English electronic music duo Goldfrapp have recorded songs for seven studio albums, one compilation album and guest features. After signing a contract with record label Mute Records in August 1999, Goldfrapp began to work on their debut studio album, Felt Mountain, which was released in 2000. Alison Goldfrapp and Will Gregory wrote almost all of its songs, and would continue to do so for their later albums. The album's only collaboration was with Tim Norfolk and Bob Locke of the band Startled Insects on the album's third single "Human". The following year, Goldfrapp collaborated with Adrian Utley on the song "End Titles" for the Accelerator soundtrack.

Goldfrapp released their second studio album Black Cherry in 2003. The album's third single "Strict Machine" was co-written with Nick Batt and received an Ivor Novello Award. Supernature, their third studio album, was released in 2005. The album's lead single, "Ooh La La", received a Grammy Award nomination for Best Dance Recording.
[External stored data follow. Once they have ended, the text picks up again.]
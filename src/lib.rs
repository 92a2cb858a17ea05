//! # Mipha
//!
//! Describe an OLAP cube as a fact table plus an ordered chain of joined
//! dimensions, and translate it into ANSI join SQL.
//!
//! ## Architecture
//!
//! ```text
//! ┌─────────────────────────────────────────────────────────┐
//! │        Cube definition (TOML) or builder calls           │
//! └─────────────────────────────────────────────────────────┘
//!                          │
//!                          ▼ [metadata resolver]
//! ┌─────────────────────────────────────────────────────────┐
//! │                  Model (Rust Types)                      │
//! │   Table / JoinExpression, Field, Condition, Dimension    │
//! └─────────────────────────────────────────────────────────┘
//!                          │
//!                          ▼ [translator]
//! ┌─────────────────────────────────────────────────────────┐
//! │             SQL Query (token stream → text)              │
//! └─────────────────────────────────────────────────────────┘
//!                          │
//!                          ▼ [executor]
//! ┌─────────────────────────────────────────────────────────┐
//! │                      Result rows                         │
//! └─────────────────────────────────────────────────────────┘
//! ```
//!
//! Translation is pure: it needs no connection and never fails on scope
//! problems. Metadata resolution and execution go through the
//! [`metadata::MetadataResolver`] and [`execution::SqlExecutor`] traits.

pub mod config;
pub mod datasource;
pub mod definition;
pub mod execution;
pub mod metadata;
pub mod model;
pub mod sql;
pub mod translator;

/// Re-exports for convenient usage.
pub mod prelude {
    pub use crate::config::{Connector, Settings};
    pub use crate::datasource::DataSource;
    pub use crate::definition::CubeDefinition;
    pub use crate::execution::{ResultSet, SqlExecutor, SqliteExecutor};
    pub use crate::metadata::{MetadataResolver, SqliteMetadataResolver};
    pub use crate::model::{
        Column, Comparator, Condition, Cube, CubeBuilder, Dimension, Field, JoinExpression,
        JoinType, Operand, Table, TableKey, TableLike,
    };
    pub use crate::translator::{ScopeDiagnostic, SqlTranslator, Translation};
}

// Also export at crate root for convenience
pub use model::{Condition, Cube, Table, TableLike};
pub use translator::SqlTranslator;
Batt also co-wrote the album's third single "Ride a White Horse". The duo also wrote and performed six songs for the My Summer of Love soundtrack.

In 2008, Goldfrapp released their fourth studio album Seventh Tree. The album received positive reviews and produced four singles: "A&E", "Happiness", "Caravan Girl" and "Clowns". Their fifth studio album, Head First, followed in 2010. Its lead single "Rocket" earned the band another Grammy Award nomination for Best Dance Recording. Other singles included "Alive" and "Believer". In 2012, Goldfrapp recorded two songs, "Melancholy Sky" and "Yellow Halo", for their compilation album The Singles.